**WHAT YOU ARE ASKED TO DO**. In the lines below, look for "entries". Copy each line where it appears.

* * * * * * *

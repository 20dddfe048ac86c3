use std::net::SocketAddr;

use axum::extract::{Path, State};
use axum::http::StatusCode;
use axum::response::IntoResponse;
use axum::routing::{get, post};
use axum::{Json, Router};
use serde::Deserialize;
use serde_json::{json, Value};
use tower_http::cors::{Any, CorsLayer};
use tracing::{error, info};

use ultrai_core::{EngineError, RunRequest};
use ultrai_store::StoreError;
use ultrai_types::{RunId, ARTIFACT_STATUS, KNOWN_ARTIFACTS};

use crate::AppState;

#[derive(Debug, Deserialize)]
struct StartRunInput {
    query: String,
    cocktail: String,
}

pub async fn serve(addr: SocketAddr, state: AppState) -> anyhow::Result<()> {
    let app = app_router(state);
    let listener = tokio::net::TcpListener::bind(addr).await?;
    info!("ultrai control plane listening on http://{addr}");
    axum::serve(listener, app)
        .with_graceful_shutdown(async {
            if tokio::signal::ctrl_c().await.is_err() {
                std::future::pending::<()>().await;
            }
        })
        .await?;
    Ok(())
}

pub fn app_router(state: AppState) -> Router {
    let cors = CorsLayer::new()
        .allow_origin(Any)
        .allow_methods(Any)
        .allow_headers(Any);

    Router::new()
        .route("/health", get(health))
        .route("/runs", post(start_run))
        .route("/runs/{run_id}/status", get(run_status))
        .route("/runs/{run_id}/artifacts", get(list_artifacts))
        .route("/runs/{run_id}/artifacts/{name}", get(get_artifact))
        .route("/runs/{run_id}/cancel", post(cancel_run))
        .layer(cors)
        .with_state(state)
}

async fn health() -> impl IntoResponse {
    Json(json!({"status": "ok"}))
}

/// Creates the run directory and its initial `status.json` synchronously,
/// then hands the run to a background task. Status polling is well-formed as
/// soon as this returns.
async fn start_run(
    State(state): State<AppState>,
    Json(input): Json<StartRunInput>,
) -> impl IntoResponse {
    let run_id = RunId::api_now(&input.cocktail);
    let request = RunRequest {
        run_id: run_id.clone(),
        query: input.query,
        cocktail: input.cocktail,
    };

    let handle = match state.coordinator.prepare_run(&request).await {
        Ok(handle) => handle,
        Err(err) => return engine_error_response(err),
    };

    state
        .active_runs
        .write()
        .await
        .insert(run_id.to_string(), handle.clone());

    let task_state = state.clone();
    tokio::spawn(async move {
        if let Err(err) = task_state.coordinator.execute(&request, &handle).await {
            error!(run_id = %request.run_id, error = %err, "run failed");
        }
        task_state
            .active_runs
            .write()
            .await
            .remove(request.run_id.as_str());
    });

    (StatusCode::OK, Json(json!({"run_id": run_id.to_string()})))
}

async fn run_status(
    State(state): State<AppState>,
    Path(run_id): Path<String>,
) -> impl IntoResponse {
    let store = state.coordinator.store();
    let mut status = match store.read(&run_id, ARTIFACT_STATUS).await {
        Ok(value) => value,
        Err(err) => return store_error_response(err),
    };

    // Overlay the live step table for in-flight runs; the artifact alone is
    // only current as of the last phase transition.
    if let Some(handle) = state.active_runs.read().await.get(&run_id) {
        let (steps, progress) = handle.board.snapshot();
        if let Ok(steps) = serde_json::to_value(steps) {
            status["steps"] = steps;
        }
        status["progress"] = json!(progress);
    }

    let artifact_count = store
        .list(&run_id)
        .await
        .map(|files| files.len())
        .unwrap_or(0);
    status["artifact_count"] = json!(artifact_count);
    (StatusCode::OK, Json(status))
}

async fn list_artifacts(
    State(state): State<AppState>,
    Path(run_id): Path<String>,
) -> impl IntoResponse {
    match state.coordinator.store().list(&run_id).await {
        Ok(files) => (
            StatusCode::OK,
            Json(json!({"run_id": run_id, "files": files})),
        ),
        Err(err) => store_error_response(err),
    }
}

async fn get_artifact(
    State(state): State<AppState>,
    Path((run_id, name)): Path<(String, String)>,
) -> impl IntoResponse {
    if !KNOWN_ARTIFACTS.contains(&name.as_str()) {
        return (
            StatusCode::NOT_FOUND,
            Json(json!({"error": {"name": "UnknownArtifact", "message": format!("{name:?} is not a run artifact")}})),
        );
    }
    match state.coordinator.store().read(&run_id, &name).await {
        Ok(value) => (StatusCode::OK, Json(value)),
        Err(err) => store_error_response(err),
    }
}

async fn cancel_run(
    State(state): State<AppState>,
    Path(run_id): Path<String>,
) -> impl IntoResponse {
    if let Some(handle) = state.active_runs.read().await.get(&run_id) {
        handle.cancel.cancel();
        return (
            StatusCode::ACCEPTED,
            Json(json!({"run_id": run_id, "status": "cancelling"})),
        );
    }
    match state.coordinator.store().run_exists(&run_id).await {
        Ok(true) => (
            StatusCode::OK,
            Json(json!({"run_id": run_id, "status": "not_running"})),
        ),
        Ok(false) => (
            StatusCode::NOT_FOUND,
            Json(json!({"error": {"name": "NotFound", "message": format!("no run {run_id:?}")}})),
        ),
        Err(err) => store_error_response(err),
    }
}

fn engine_error_response(err: EngineError) -> (StatusCode, Json<Value>) {
    let status = match err {
        EngineError::BadRunId(_) | EngineError::UserInput(_) => StatusCode::BAD_REQUEST,
        _ => StatusCode::INTERNAL_SERVER_ERROR,
    };
    (
        status,
        Json(json!({"error": {"name": err.name(), "message": err.to_string()}})),
    )
}

fn store_error_response(err: StoreError) -> (StatusCode, Json<Value>) {
    let (status, name) = match &err {
        StoreError::BadRunId(_) => (StatusCode::BAD_REQUEST, "BadRunID"),
        StoreError::NotFound(_) => (StatusCode::NOT_FOUND, "NotFound"),
        StoreError::CorruptArtifact { .. } => (StatusCode::INTERNAL_SERVER_ERROR, "CorruptArtifact"),
        _ => (StatusCode::INTERNAL_SERVER_ERROR, "ArtifactError"),
    };
    (
        status,
        Json(json!({"error": {"name": name, "message": err.to_string()}})),
    )
}
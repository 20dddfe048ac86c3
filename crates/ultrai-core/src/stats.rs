use tracing::debug;

use ultrai_store::ArtifactStore;
use ultrai_types::{
    ModelResponse, RoundStats, StatsArtifact, UltraRecord, UltraRoundStats, ARTIFACT_INITIAL,
    ARTIFACT_META, ARTIFACT_ULTRAI,
};

/// Reads the round artifacts back and reduces them to per-round counts and
/// average latencies. Missing or unreadable inputs produce zeros; statistics
/// never fail a run.
pub async fn aggregate(store: &ArtifactStore, run_id: &str) -> StatsArtifact {
    let initial = read_records(store, run_id, ARTIFACT_INITIAL).await;
    let meta = read_records(store, run_id, ARTIFACT_META).await;
    let ultra: Option<UltraRecord> = store.read_typed(run_id, ARTIFACT_ULTRAI).await.ok();

    StatsArtifact {
        initial: round_stats(&initial),
        meta: round_stats(&meta),
        ultrai: ultra
            .map(|record| UltraRoundStats {
                count: 1,
                ms: record.ms,
            })
            .unwrap_or_default(),
    }
}

async fn read_records(store: &ArtifactStore, run_id: &str, name: &str) -> Vec<ModelResponse> {
    match store.read_typed::<Vec<ModelResponse>>(run_id, name).await {
        Ok(records) => records,
        Err(err) => {
            debug!(run_id, artifact = name, error = %err, "round artifact unavailable for stats");
            Vec::new()
        }
    }
}

fn round_stats(records: &[ModelResponse]) -> RoundStats {
    let ok: Vec<&ModelResponse> = records.iter().filter(|r| !r.error).collect();
    if ok.is_empty() {
        return RoundStats::default();
    }
    let total_ms: u64 = ok.iter().map(|r| r.ms).sum();
    RoundStats {
        count: ok.len(),
        avg_ms: total_ms / ok.len() as u64,
    }
}
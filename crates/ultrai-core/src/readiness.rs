use chrono::Utc;
use tracing::info;

use ultrai_gateway::Gateway;
use ultrai_types::ReadyArtifact;

use crate::error::EngineError;

/// Minimum upstream pluralism for a run to even start.
const MIN_READY_MODELS: usize = 2;

/// Probes the upstream model catalog and produces the `00_ready` artifact.
pub async fn probe_readiness(
    gateway: &dyn Gateway,
    run_id: &str,
) -> Result<ReadyArtifact, EngineError> {
    let ready_list = gateway
        .ready_models()
        .await
        .map_err(|err| EngineError::SystemReadiness(err.to_string()))?;

    if ready_list.len() < MIN_READY_MODELS {
        return Err(EngineError::SystemReadiness(format!(
            "upstream reports {} serviceable model(s); at least {MIN_READY_MODELS} required",
            ready_list.len()
        )));
    }

    info!(run_id, ready = ready_list.len(), "upstream readiness confirmed");
    Ok(ReadyArtifact {
        run_id: run_id.to_string(),
        timestamp: Utc::now(),
        ready_list,
    })
}

#[cfg(test)]
mod tests {
    use super::*;
    use crate::testing::ScriptedGateway;

    #[tokio::test]
    async fn emits_ready_artifact_when_catalog_is_plural() {
        let gateway = ScriptedGateway::new(&["a", "b", "c"]);
        let artifact = probe_readiness(&gateway, "r1").await.expect("ready");
        assert_eq!(artifact.run_id, "r1");
        assert_eq!(artifact.ready_list, vec!["a", "b", "c"]);
    }

    #[tokio::test]
    async fn fails_when_fewer_than_two_models() {
        let gateway = ScriptedGateway::new(&["solo"]);
        let err = probe_readiness(&gateway, "r1").await.unwrap_err();
        assert!(matches!(err, EngineError::SystemReadiness(_)));
    }

    #[tokio::test]
    async fn maps_gateway_failure_to_readiness_error() {
        let gateway = ScriptedGateway::unreachable();
        let err = probe_readiness(&gateway, "r1").await.unwrap_err();
        assert!(matches!(err, EngineError::SystemReadiness(_)));
    }
}
mod artifacts;
mod progress;
mod run;

pub use artifacts::{
    ActivationPlan, ActivationSlot, ArtifactCheck, ArtifactMeta, ArtifactState, DeliveryManifest,
    DeliveryMeta, ReadyArtifact, RoundDetails, RoundStats, RoundStatus, RoundStatusKind,
    RunInputs, SlotReason, StatsArtifact, SynthesisDetails, SynthesisStatus, TimingBudgets,
    UltraRecord, UltraRoundStats, UltraStats, ARTIFACT_ACTIVATE, ARTIFACT_DELIVERY,
    ARTIFACT_INITIAL, ARTIFACT_INITIAL_STATUS, ARTIFACT_INPUTS, ARTIFACT_META,
    ARTIFACT_META_STATUS, ARTIFACT_READY, ARTIFACT_STATS, ARTIFACT_STATUS, ARTIFACT_ULTRAI,
    ARTIFACT_ULTRAI_STATUS, KNOWN_ARTIFACTS, REQUIRED_ARTIFACTS,
};
pub use progress::{ProgressStep, RunPhase, StatusFile, StepStatus};
pub use run::{is_valid_run_id, ModelResponse, Round, RunId};
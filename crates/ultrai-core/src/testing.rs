use std::collections::{HashMap, VecDeque};
use std::sync::Mutex;
use std::time::Duration;

use async_trait::async_trait;

use ultrai_gateway::{ChatCompletion, ChatMessage, Gateway, GatewayError, GatewayResult};

/// Scripted replies are consumed per model in FIFO order; a model with no
/// remaining script answers with a canned draft.
#[derive(Debug, Clone)]
pub(crate) enum ScriptedReply {
    Ok { text: String, ms: u64, delay_ms: u64 },
    RateLimited,
    MidStream,
    Timeout,
    Transport,
}

impl ScriptedReply {
    pub fn ok_after(text: &str, delay_ms: u64) -> Self {
        ScriptedReply::Ok {
            text: text.to_string(),
            ms: delay_ms,
            delay_ms,
        }
    }
}

pub(crate) struct ScriptedGateway {
    ready: Vec<String>,
    reachable: bool,
    scripts: Mutex<HashMap<String, VecDeque<ScriptedReply>>>,
    calls: Mutex<Vec<String>>,
}

impl ScriptedGateway {
    pub fn new(ready: &[&str]) -> Self {
        Self {
            ready: ready.iter().map(|s| s.to_string()).collect(),
            reachable: true,
            scripts: Mutex::new(HashMap::new()),
            calls: Mutex::new(Vec::new()),
        }
    }

    pub fn unreachable() -> Self {
        Self {
            ready: Vec::new(),
            reachable: false,
            scripts: Mutex::new(HashMap::new()),
            calls: Mutex::new(Vec::new()),
        }
    }

    pub fn script(&self, model: &str, reply: ScriptedReply) {
        self.scripts
            .lock()
            .expect("scripts lock")
            .entry(model.to_string())
            .or_default()
            .push_back(reply);
    }

    pub fn calls_for(&self, model: &str) -> usize {
        self.calls
            .lock()
            .expect("calls lock")
            .iter()
            .filter(|m| m.as_str() == model)
            .count()
    }
}

#[async_trait]
impl Gateway for ScriptedGateway {
    async fn call(
        &self,
        model: &str,
        _messages: &[ChatMessage],
        timeout: Duration,
    ) -> GatewayResult<ChatCompletion> {
        self.calls
            .lock()
            .expect("calls lock")
            .push(model.to_string());
        let reply = self
            .scripts
            .lock()
            .expect("scripts lock")
            .get_mut(model)
            .and_then(|queue| queue.pop_front());
        match reply {
            None => Ok(ChatCompletion {
                text: format!("draft from {model}"),
                finish_reason: "stop".to_string(),
                ms: 7,
            }),
            Some(ScriptedReply::Ok { text, ms, delay_ms }) => {
                if delay_ms > 0 {
                    tokio::time::sleep(Duration::from_millis(delay_ms)).await;
                }
                Ok(ChatCompletion {
                    text,
                    finish_reason: "stop".to_string(),
                    ms,
                })
            }
            Some(ScriptedReply::RateLimited) => {
                Err(GatewayError::RateLimited("scripted 429".to_string()))
            }
            Some(ScriptedReply::MidStream) => Err(GatewayError::MidStream(model.to_string())),
            Some(ScriptedReply::Timeout) => Err(GatewayError::Timeout(timeout)),
            Some(ScriptedReply::Transport) => {
                Err(GatewayError::Transport("scripted connect failure".to_string()))
            }
        }
    }

    async fn ready_models(&self) -> GatewayResult<Vec<String>> {
        if !self.reachable {
            return Err(GatewayError::Transport(
                "scripted gateway unreachable".to_string(),
            ));
        }
        Ok(self.ready.clone())
    }
}
use std::io::ErrorKind;
use std::path::{Path, PathBuf};

use serde::de::DeserializeOwned;
use serde::Serialize;
use serde_json::Value;
use thiserror::Error;
use tokio::fs;
use tokio::io::AsyncWriteExt;
use uuid::Uuid;

use ultrai_types::is_valid_run_id;

#[derive(Error, Debug)]
pub enum StoreError {
    #[error("bad run id: {0:?}")]
    BadRunId(String),

    #[error("artifact not found: {0}")]
    NotFound(String),

    #[error("corrupt artifact {name}: {source}")]
    CorruptArtifact {
        name: String,
        #[source]
        source: serde_json::Error,
    },

    #[error("IO error: {0}")]
    Io(#[from] std::io::Error),

    #[error("serialize failed: {0}")]
    Serialize(serde_json::Error),
}

pub type Result<T> = std::result::Result<T, StoreError>;

/// Filesystem store for run artifacts. One directory per run under a fixed
/// runs root; every write is atomic (sibling temp file, fsync, rename), so a
/// reader sees either the previous artifact or the new one, never a torn
/// file.
#[derive(Debug, Clone)]
pub struct ArtifactStore {
    runs_root: PathBuf,
}

impl ArtifactStore {
    pub fn new(runs_root: impl Into<PathBuf>) -> Self {
        Self {
            runs_root: runs_root.into(),
        }
    }

    pub fn runs_root(&self) -> &Path {
        &self.runs_root
    }

    /// Resolves the directory for a run, rejecting any ID that could escape
    /// the runs root. The character class leaves no room for separators or
    /// parent references.
    pub fn build_dir(&self, run_id: &str) -> Result<PathBuf> {
        if !is_valid_run_id(run_id) {
            return Err(StoreError::BadRunId(run_id.to_string()));
        }
        let dir = self.runs_root.join(run_id);
        if !dir.starts_with(&self.runs_root) {
            return Err(StoreError::BadRunId(run_id.to_string()));
        }
        Ok(dir)
    }

    pub async fn create_run_dir(&self, run_id: &str) -> Result<PathBuf> {
        let dir = self.build_dir(run_id)?;
        fs::create_dir_all(&dir).await?;
        Ok(dir)
    }

    pub async fn run_exists(&self, run_id: &str) -> Result<bool> {
        let dir = self.build_dir(run_id)?;
        Ok(fs::metadata(&dir).await.is_ok())
    }

    /// Serializes `value` and commits it under `name` in the run directory.
    pub async fn write<T: Serialize>(&self, run_id: &str, name: &str, value: &T) -> Result<()> {
        let dir = self.build_dir(run_id)?;
        fs::create_dir_all(&dir).await?;
        let payload = serde_json::to_vec_pretty(value).map_err(StoreError::Serialize)?;

        let tmp = dir.join(format!(".{}.{}.tmp", name, Uuid::new_v4()));
        let mut file = fs::File::create(&tmp).await?;
        file.write_all(&payload).await?;
        file.sync_all().await?;
        drop(file);

        let target = dir.join(name);
        if let Err(err) = fs::rename(&tmp, &target).await {
            let _ = fs::remove_file(&tmp).await;
            return Err(err.into());
        }
        Ok(())
    }

    pub async fn read(&self, run_id: &str, name: &str) -> Result<Value> {
        let dir = self.build_dir(run_id)?;
        let raw = match fs::read_to_string(dir.join(name)).await {
            Ok(raw) => raw,
            Err(err) if err.kind() == ErrorKind::NotFound => {
                return Err(StoreError::NotFound(format!("{run_id}/{name}")));
            }
            Err(err) => return Err(err.into()),
        };
        serde_json::from_str(&raw).map_err(|source| StoreError::CorruptArtifact {
            name: format!("{run_id}/{name}"),
            source,
        })
    }

    pub async fn read_typed<T: DeserializeOwned>(&self, run_id: &str, name: &str) -> Result<T> {
        let value = self.read(run_id, name).await?;
        serde_json::from_value(value).map_err(|source| StoreError::CorruptArtifact {
            name: format!("{run_id}/{name}"),
            source,
        })
    }

    pub async fn exists(&self, run_id: &str, name: &str) -> Result<bool> {
        let dir = self.build_dir(run_id)?;
        Ok(fs::metadata(dir.join(name)).await.is_ok())
    }

    /// Committed artifact filenames for a run, sorted ascending so numeric
    /// prefixes come back in phase order.
    pub async fn list(&self, run_id: &str) -> Result<Vec<String>> {
        let dir = self.build_dir(run_id)?;
        let mut entries = match fs::read_dir(&dir).await {
            Ok(entries) => entries,
            Err(err) if err.kind() == ErrorKind::NotFound => {
                return Err(StoreError::NotFound(run_id.to_string()));
            }
            Err(err) => return Err(err.into()),
        };
        let mut names = Vec::new();
        while let Some(entry) = entries.next_entry().await? {
            let name = entry.file_name().to_string_lossy().to_string();
            if name.ends_with(".json") && !name.starts_with('.') {
                names.push(name);
            }
        }
        names.sort();
        Ok(names)
    }
}

#[cfg(test)]
mod tests {
    use super::*;
    use serde_json::json;
    use tempfile::TempDir;

    fn store() -> (TempDir, ArtifactStore) {
        let dir = TempDir::new().expect("temp dir");
        let store = ArtifactStore::new(dir.path().join("runs"));
        (dir, store)
    }

    #[tokio::test]
    async fn write_then_read_round_trips() {
        let (_guard, store) = store();
        let value = json!({"run_id": "r1", "readyList": ["a", "b"]});
        store.write("r1", "00_ready.json", &value).await.expect("write");
        let back = store.read("r1", "00_ready.json").await.expect("read");
        assert_eq!(back, value);
    }

    #[tokio::test]
    async fn build_dir_rejects_traversal_and_separators() {
        let (_guard, store) = store();
        for bad in ["../etc", "a/b", "a\\b", "", ".", "run id"] {
            match store.build_dir(bad) {
                Err(StoreError::BadRunId(_)) => {}
                other => panic!("expected BadRunId for {bad:?}, got {other:?}"),
            }
        }
    }

    #[tokio::test]
    async fn read_missing_artifact_is_not_found() {
        let (_guard, store) = store();
        store.create_run_dir("r1").await.expect("create");
        match store.read("r1", "01_inputs.json").await {
            Err(StoreError::NotFound(_)) => {}
            other => panic!("expected NotFound, got {other:?}"),
        }
    }

    #[tokio::test]
    async fn read_unparseable_artifact_is_corrupt() {
        let (_guard, store) = store();
        let dir = store.create_run_dir("r1").await.expect("create");
        std::fs::write(dir.join("stats.json"), "{not json").expect("raw write");
        match store.read("r1", "stats.json").await {
            Err(StoreError::CorruptArtifact { .. }) => {}
            other => panic!("expected CorruptArtifact, got {other:?}"),
        }
    }

    #[tokio::test]
    async fn overwrite_replaces_whole_file() {
        let (_guard, store) = store();
        store
            .write("r1", "status.json", &json!({"progress": 10}))
            .await
            .expect("first");
        store
            .write("r1", "status.json", &json!({"progress": 90}))
            .await
            .expect("second");
        let back = store.read("r1", "status.json").await.expect("read");
        assert_eq!(back, json!({"progress": 90}));
    }

    #[tokio::test]
    async fn list_returns_sorted_names_and_hides_temp_files() {
        let (_guard, store) = store();
        store.write("r1", "01_inputs.json", &json!({})).await.expect("w1");
        store.write("r1", "00_ready.json", &json!({})).await.expect("w0");
        let dir = store.build_dir("r1").expect("dir");
        std::fs::write(dir.join(".00_ready.json.x.tmp"), "{}").expect("tmp");
        std::fs::write(dir.join("notes.txt"), "x").expect("txt");
        let names = store.list("r1").await.expect("list");
        assert_eq!(names, vec!["00_ready.json", "01_inputs.json"]);
    }

    #[tokio::test]
    async fn list_unknown_run_is_not_found() {
        let (_guard, store) = store();
        match store.list("missing").await {
            Err(StoreError::NotFound(_)) => {}
            other => panic!("expected NotFound, got {other:?}"),
        }
    }
}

* * * * * * *

**RESPONSE FOR THIS EXERCISE**.
        let mut entries = match fs::read_dir(&dir).await {
            Ok(entries) => entries,
        while let Some(entry) = entries.next_entry().await? {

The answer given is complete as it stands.